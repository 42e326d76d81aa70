//! Profile service: first-run registration and full reset

use crate::audit::{AuditEntry, EntityType, Operation};
use crate::error::{SpendwiseError, SpendwiseResult};
use crate::models::UserProfile;
use crate::storage::Storage;

pub struct ProfileService<'a> {
    storage: &'a Storage,
}

impl<'a> ProfileService<'a> {
    pub fn new(storage: &'a Storage) -> Self {
        Self { storage }
    }

    /// Register the single profile and derive the alert phone number from it
    pub fn register(&self, name: &str, mobile: &str) -> SpendwiseResult<UserProfile> {
        if let Some(existing) = self.storage.profile.get()? {
            return Err(SpendwiseError::AlreadyRegistered(existing.name));
        }

        let profile = UserProfile::new(name, mobile);
        profile.validate()?;

        self.storage.profile.set(profile.clone())?;
        self.storage.profile.save()?;

        let mut settings = self.storage.settings()?;
        settings.phone_number = profile.alert_phone_number();
        self.storage.save_settings(settings)?;

        self.storage.log(
            AuditEntry::record(Operation::Create, EntityType::Profile, "profile")
                .named(profile.name.clone())
                .after(&profile),
        )?;

        Ok(profile)
    }

    pub fn get(&self) -> SpendwiseResult<Option<UserProfile>> {
        self.storage.profile.get()
    }

    /// The registered profile, or `NotRegistered`
    pub fn require(&self) -> SpendwiseResult<UserProfile> {
        self.storage.profile.get()?.ok_or(SpendwiseError::NotRegistered)
    }

    /// Wipe profile, expenses and settings, returning to first-run state
    pub fn reset(&self) -> SpendwiseResult<()> {
        let profile = self.storage.profile.get()?;
        let expense_count = self.storage.expenses.count()?;

        self.storage.wipe()?;

        let mut entry = AuditEntry::record(Operation::Delete, EntityType::Profile, "profile")
            .summary(format!("reset: removed profile, settings and {} expenses", expense_count));
        if let Some(profile) = profile {
            entry = entry.named(profile.name.clone()).before(&profile);
        }
        self.storage.log(entry)
    }
}
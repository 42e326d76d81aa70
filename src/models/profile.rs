//! User profile model

use serde::{Deserialize, Serialize};

use crate::error::{SpendwiseError, SpendwiseResult};

/// Country prefix applied to the profile mobile for SMS alerts
pub const PHONE_PREFIX: &str = "+91";

/// Number of digits in a mobile number
pub const MOBILE_DIGITS: usize = 10;

/// The registered user, created once at first run
#[derive(Debug, Clone, PartialEq, Eq, Serialize, Deserialize)]
pub struct UserProfile {
    pub name: String,
    pub mobile: String,
}

impl UserProfile {
    /// Build a profile from registration input, trimming both fields
    pub fn new(name: impl Into<String>, mobile: impl Into<String>) -> Self {
        Self {
            name: name.into().trim().to_string(),
            mobile: mobile.into().trim().to_string(),
        }
    }

    /// Check the registration rules: non-empty name, 10-digit mobile
    pub fn validate(&self) -> SpendwiseResult<()> {
        if self.name.is_empty() {
            return Err(SpendwiseError::InvalidInput("Name is required.".into()));
        }

        if self.mobile.len() != MOBILE_DIGITS || !self.mobile.chars().all(|c| c.is_ascii_digit()) {
            return Err(SpendwiseError::InvalidInput(format!(
                "Mobile number must be {} digits.",
                MOBILE_DIGITS
            )));
        }

        Ok(())
    }

    /// Alert number derived from the mobile, e.g. `+91 9876543210`
    pub fn alert_phone_number(&self) -> String {
        format!("{} {}", PHONE_PREFIX, self.mobile)
    }
}
use std::path::PathBuf;

use anyhow::Result;
use chrono::Local;
use clap::{Parser, Subcommand};

use spendwise::cli::{
    handle_activity_command, handle_add_command, handle_dashboard_command, handle_export_command,
    handle_history_command, handle_register_command, handle_reset_command, handle_scan_command,
    handle_settings_command, handle_share_command, handle_summary_command, AddArgs,
    ExportCommands, SettingsCommands,
};
use spendwise::config::paths::SpendwisePaths;
use spendwise::display::format_notifications;
use spendwise::session::Session;

#[derive(Parser)]
#[command(
    name = "spendwise",
    version,
    about = "Personal expense tracker with weekly budget alerts",
    long_about = "SpendWise keeps a rolling two-month record of your expenses, \
                  warns when a single expense is over your weekly limit and \
                  summarises how much you saved each month."
)]
struct Cli {
    #[command(subcommand)]
    command: Option<Commands>,
}

#[derive(Subcommand)]
enum Commands {
    /// Create your profile (first run)
    Register {
        /// Your name
        name: String,
        /// 10-digit mobile number used for budget alerts
        mobile: String,
    },

    /// Add an expense by hand
    Add(AddArgs),

    /// Add an expense from a bill-scan payload (JSON)
    Scan {
        /// Path to the scanner output
        payload: PathBuf,
    },

    /// List recorded expenses, newest first
    #[command(alias = "ls")]
    History {
        /// Number of expenses to show
        #[arg(short, long)]
        limit: Option<usize>,
    },

    /// This week's spending against the weekly limit
    Dashboard,

    /// Spending and savings per month
    Summary,

    /// Budget settings
    #[command(subcommand)]
    Settings(SettingsCommands),

    /// Export data
    #[command(subcommand)]
    Export(ExportCommands),

    /// Generate a share link for your history
    Share,

    /// Delete all data and start over
    Reset {
        /// Skip the warning and delete immediately
        #[arg(long)]
        force: bool,
    },

    /// Show recent changes from the activity log
    Activity {
        /// Number of entries to show
        #[arg(short, long, default_value = "20")]
        limit: usize,
    },

    /// Show where data is stored
    Config,
}

fn main() -> Result<()> {
    let cli = Cli::parse();

    let paths = SpendwisePaths::new()?;
    let today = Local::now().date_naive();
    let (mut session, warnings) = Session::open(paths.clone(), today)?;

    for warning in &warnings {
        eprintln!(
            "Warning: stored {} could not be read and was reset ({})",
            warning.blob, warning.message
        );
    }

    match cli.command {
        Some(Commands::Register { name, mobile }) => {
            handle_register_command(&mut session, &name, &mobile)?;
        }
        Some(Commands::Add(args)) => handle_add_command(&mut session, args)?,
        Some(Commands::Scan { payload }) => handle_scan_command(&mut session, payload)?,
        Some(Commands::History { limit }) => handle_history_command(&session, limit)?,
        Some(Commands::Dashboard) => handle_dashboard_command(&session)?,
        Some(Commands::Summary) => handle_summary_command(&session)?,
        Some(Commands::Settings(cmd)) => handle_settings_command(&mut session, cmd)?,
        Some(Commands::Export(cmd)) => handle_export_command(&session, cmd)?,
        Some(Commands::Share) => handle_share_command(&session)?,
        Some(Commands::Reset { force }) => handle_reset_command(&mut session, force)?,
        Some(Commands::Activity { limit }) => handle_activity_command(&session, limit)?,
        Some(Commands::Config) => {
            println!("SpendWise Configuration");
            println!("=======================");
            println!("Base directory: {}", paths.base_dir().display());
            println!("Data directory: {}", paths.data_dir().display());
            println!("Activity log:   {}", paths.audit_log().display());
            println!("Registered:     {}", session.profile()?.is_some());
        }
        None => {
            println!("SpendWise - personal expense tracker");
            println!();
            println!("Run 'spendwise --help' for usage information.");
            if session.profile()?.is_none() {
                println!("Run 'spendwise register <name> <mobile>' to get started.");
            }
        }
    }

    if !session.notifications().is_empty() {
        println!();
        print!("{}", format_notifications(session.notifications().all()));
        session.dismiss_notifications();
    }

    Ok(())
}
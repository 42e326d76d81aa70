//! The activity log file
//!
//! One line per change. Lines are never rewritten, so a crash can at worst
//! leave a partial final line.

use std::fs::{File, OpenOptions};
use std::io::{BufRead, BufReader, Write};
use std::path::{Path, PathBuf};

use crate::error::{SpendwiseError, SpendwiseResult};

use super::entry::AuditEntry;

/// Appends [`AuditEntry`] lines to `audit.log` and reads them back for
/// `spendwise activity`
pub struct AuditLogger {
    log_path: PathBuf,
}

impl AuditLogger {
    pub fn new(log_path: PathBuf) -> Self {
        Self { log_path }
    }

    /// Record one change
    ///
    /// The file is created on first use and flushed before returning, so the
    /// entry survives even if the command fails afterwards.
    pub fn log(&self, entry: &AuditEntry) -> SpendwiseResult<()> {
        let mut line = serde_json::to_string(entry)
            .map_err(|e| SpendwiseError::Json(format!("Cannot encode activity entry: {}", e)))?;
        line.push('\n');

        let mut file = OpenOptions::new()
            .create(true)
            .append(true)
            .open(&self.log_path)
            .map_err(|e| io_error("open", &self.log_path, e))?;
        file.write_all(line.as_bytes())
            .and_then(|_| file.flush())
            .map_err(|e| io_error("append to", &self.log_path, e))
    }

    /// Every recorded change in the order it happened
    ///
    /// No file yet means no activity. Blank lines are skipped; any other line
    /// that is not an entry fails the whole read with its line number.
    pub fn read_all(&self) -> SpendwiseResult<Vec<AuditEntry>> {
        let file = match File::open(&self.log_path) {
            Ok(file) => file,
            Err(e) if e.kind() == std::io::ErrorKind::NotFound => return Ok(Vec::new()),
            Err(e) => return Err(io_error("open", &self.log_path, e)),
        };

        let mut entries = Vec::new();
        for (index, line) in BufReader::new(file).lines().enumerate() {
            let line = line.map_err(|e| io_error("read", &self.log_path, e))?;
            if line.trim().is_empty() {
                continue;
            }
            let entry = serde_json::from_str(&line).map_err(|e| {
                SpendwiseError::Parse(format!("Activity log line {} is not valid: {}", index + 1, e))
            })?;
            entries.push(entry);
        }
        Ok(entries)
    }

    /// The last `count` changes, still oldest first
    pub fn read_recent(&self, count: usize) -> SpendwiseResult<Vec<AuditEntry>> {
        let mut entries = self.read_all()?;
        let skip = entries.len().saturating_sub(count);
        Ok(entries.split_off(skip))
    }

    pub fn path(&self) -> &Path {
        &self.log_path
    }
}

fn io_error(action: &str, path: &Path, e: std::io::Error) -> SpendwiseError {
    SpendwiseError::Io(format!("Cannot {} activity log {}: {}", action, path.display(), e))
}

▶ **Task brief**:
Please go through the data above and copy every line that has the word "weekly".

▶ **Solution below**:
    about = "Personal expense tracker with weekly budget alerts",
                  warns when a single expense is over your weekly limit and \
    /// This week's spending against the weekly limit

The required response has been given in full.